(Collected data)

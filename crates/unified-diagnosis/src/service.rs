//! Consensus / Model Reconciliation

use crate::DiagnosisError;
use dga_domain::{round_to, FaultType, Sample};
use model_engine::{FaultClassifier, ModelError};
use normative_engine::{NormativeDiagnosisResult, NormativeDiagnosisService};
use serde::Serialize;
use std::collections::BTreeMap;
use std::sync::Arc;
use tracing::debug;

/// One sample's normative consensus next to the statistical prediction.
///
/// The model-side fields are `None` when no trained model exists; `agree`
/// is only set when a prediction was actually made.
#[derive(Debug, Clone, PartialEq, Serialize)]
pub struct UnifiedDiagnosisResult {
    pub sample: Sample,
    pub normative: NormativeDiagnosisResult,
    pub predicted_fault: Option<FaultType>,
    pub probabilities: Option<BTreeMap<FaultType, f64>>,
    pub agree: Option<bool>,
}

/// Agreement statistics across a batch of unified diagnoses
#[derive(Debug, Clone, PartialEq, Serialize)]
pub struct ComparisonSummary {
    pub total: usize,
    /// Samples where consensus and prediction matched
    pub agreements: usize,
    /// Samples where both existed but differed
    pub disagreements: usize,
    /// agreements / comparable, in percent (1 decimal); 0.0 when nothing
    /// was comparable
    pub agreement_pct: f64,
    pub details: Vec<UnifiedDiagnosisResult>,
}

/// Runs the normative consensus and the statistical classifier side by side.
///
/// Collaborators are injected; the service holds no state of its own beyond
/// the classifier's internal snapshot cache.
#[derive(Debug, Clone)]
pub struct UnifiedDiagnosisService {
    normative: NormativeDiagnosisService,
    classifier: Arc<FaultClassifier>,
}

impl UnifiedDiagnosisService {
    pub fn new(normative: NormativeDiagnosisService, classifier: Arc<FaultClassifier>) -> Self {
        Self {
            normative,
            classifier,
        }
    }

    /// Diagnose one sample with both engines.
    ///
    /// The consensus always runs. The classifier runs when a trained model
    /// exists, taking the probability path only when the fitted algorithm
    /// exposes it. A missing model yields `None` prediction fields rather
    /// than an error.
    pub fn diagnose(&self, sample: &Sample) -> Result<UnifiedDiagnosisResult, DiagnosisError> {
        let normative = self.normative.diagnose_all(&sample.gas_reading);

        let (predicted_fault, probabilities) = if self.classifier.has_model() {
            match self.classify(&sample.gas_reading) {
                Ok(outcome) => outcome,
                // The artifact disappeared between the check and the load
                Err(ModelError::ModelNotFound { .. }) => (None, None),
                Err(e) => return Err(e.into()),
            }
        } else {
            (None, None)
        };

        let agree = predicted_fault.map(|fault| fault == normative.consensus_fault);
        debug!(
            sample = %sample.sample_code,
            consensus = normative.consensus_fault.name(),
            predicted = predicted_fault.map(|fault| fault.name()),
            "unified diagnosis"
        );

        Ok(UnifiedDiagnosisResult {
            sample: sample.clone(),
            normative,
            predicted_fault,
            probabilities,
            agree,
        })
    }

    /// Diagnose a batch and aggregate agreement statistics.
    ///
    /// Only samples that produced both a consensus and a prediction count
    /// toward the percentage.
    pub fn compare(&self, samples: &[Sample]) -> Result<ComparisonSummary, DiagnosisError> {
        let details: Vec<UnifiedDiagnosisResult> = samples
            .iter()
            .map(|sample| self.diagnose(sample))
            .collect::<Result<_, _>>()?;

        let agreements = details.iter().filter(|d| d.agree == Some(true)).count();
        let disagreements = details.iter().filter(|d| d.agree == Some(false)).count();
        let comparable = agreements + disagreements;
        let agreement_pct = if comparable > 0 {
            round_to(agreements as f64 / comparable as f64 * 100.0, 1)
        } else {
            0.0
        };

        Ok(ComparisonSummary {
            total: details.len(),
            agreements,
            disagreements,
            agreement_pct,
            details,
        })
    }

    fn classify(
        &self,
        reading: &dga_domain::GasReading,
    ) -> Result<(Option<FaultType>, Option<BTreeMap<FaultType, f64>>), ModelError> {
        if self.classifier.supports_probabilities()? {
            let (fault, probs) = self.classifier.classify_with_probabilities(reading)?;
            Ok((Some(fault), Some(probs)))
        } else {
            let fault = self.classifier.classify(reading)?;
            Ok((Some(fault), None))
        }
    }
}

#[cfg(test)]
mod tests {
    use super::*;
    use chrono::NaiveDate;
    use dga_domain::GasReading;
    use feature_prep::prepare_dataset;
    use model_engine::{ModelTrainer, TrainerConfig};
    use tempfile::tempdir;

    fn sample(code: &str, h2: f64, c2h2: f64) -> Sample {
        let reading =
            GasReading::new(h2, 5.0, 3.0, 2.0, c2h2, 200.0, 1500.0, 20000.0, 55000.0).unwrap();
        Sample::new(
            code,
            1,
            NaiveDate::from_ymd_opt(2024, 2, 1).unwrap(),
            reading,
        )
        .unwrap()
    }

    fn training_samples() -> Vec<Sample> {
        let mut samples = Vec::new();
        for i in 0..8 {
            samples.push(sample(&format!("N-{i}"), 10.0 + i as f64, 0.0));
            samples.push(sample(&format!("F-{i}"), 2000.0 + i as f64, 500.0));
        }
        samples
    }

    #[test]
    fn test_without_model_prediction_fields_are_none() {
        let dir = tempdir().unwrap();
        let classifier = Arc::new(FaultClassifier::new(dir.path().join("absent.bin")));
        let service = UnifiedDiagnosisService::new(NormativeDiagnosisService::new(), classifier);

        let result = service.diagnose(&sample("S1", 15.0, 0.0)).unwrap();
        assert_eq!(result.normative.consensus_fault, FaultType::N);
        assert_eq!(result.predicted_fault, None);
        assert_eq!(result.probabilities, None);
        assert_eq!(result.agree, None);
    }

    #[test]
    fn test_with_model_agreement_is_flagged() {
        let dir = tempdir().unwrap();
        let path = dir.path().join("fault.bin");
        let dataset = prepare_dataset(&training_samples(), Some(&NormativeDiagnosisService::new()));
        ModelTrainer::new(TrainerConfig { n_folds: 3, seed: 42 })
            .train_and_save(&dataset, &path)
            .unwrap();

        let classifier = Arc::new(FaultClassifier::new(path));
        let service = UnifiedDiagnosisService::new(NormativeDiagnosisService::new(), classifier);

        let result = service.diagnose(&sample("S1", 12.0, 0.0)).unwrap();
        assert!(result.predicted_fault.is_some());
        assert!(result.agree.is_some());
        if let Some(probs) = &result.probabilities {
            let total: f64 = probs.values().sum();
            assert!((total - 1.0).abs() < 1e-2);
        }
    }

    #[test]
    fn test_compare_counts_only_comparable_samples() {
        let dir = tempdir().unwrap();
        let classifier = Arc::new(FaultClassifier::new(dir.path().join("absent.bin")));
        let service = UnifiedDiagnosisService::new(NormativeDiagnosisService::new(), classifier);

        // No model: nothing is comparable, percentage stays 0
        let summary = service
            .compare(&[sample("S1", 15.0, 0.0), sample("S2", 2000.0, 500.0)])
            .unwrap();
        assert_eq!(summary.total, 2);
        assert_eq!(summary.agreements, 0);
        assert_eq!(summary.disagreements, 0);
        assert_eq!(summary.agreement_pct, 0.0);
        assert_eq!(summary.details.len(), 2);
    }

    #[test]
    fn test_compare_with_model_aggregates_agreement() {
        let dir = tempdir().unwrap();
        let path = dir.path().join("fault.bin");
        let samples = training_samples();
        let dataset = prepare_dataset(&samples, Some(&NormativeDiagnosisService::new()));
        ModelTrainer::new(TrainerConfig { n_folds: 3, seed: 42 })
            .train_and_save(&dataset, &path)
            .unwrap();

        let classifier = Arc::new(FaultClassifier::new(path));
        let service = UnifiedDiagnosisService::new(NormativeDiagnosisService::new(), classifier);

        let summary = service.compare(&samples).unwrap();
        assert_eq!(summary.total, samples.len());
        assert_eq!(
            summary.agreements + summary.disagreements,
            samples.len()
        );
        assert!((0.0..=100.0).contains(&summary.agreement_pct));
    }
}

• [Exercise]
Within the records above, each line containing "nothing" is to be returned.

• [Exercise answer]
    /// agreements / comparable, in percent (1 decimal); 0.0 when nothing
        // No model: nothing is comparable, percentage stays 0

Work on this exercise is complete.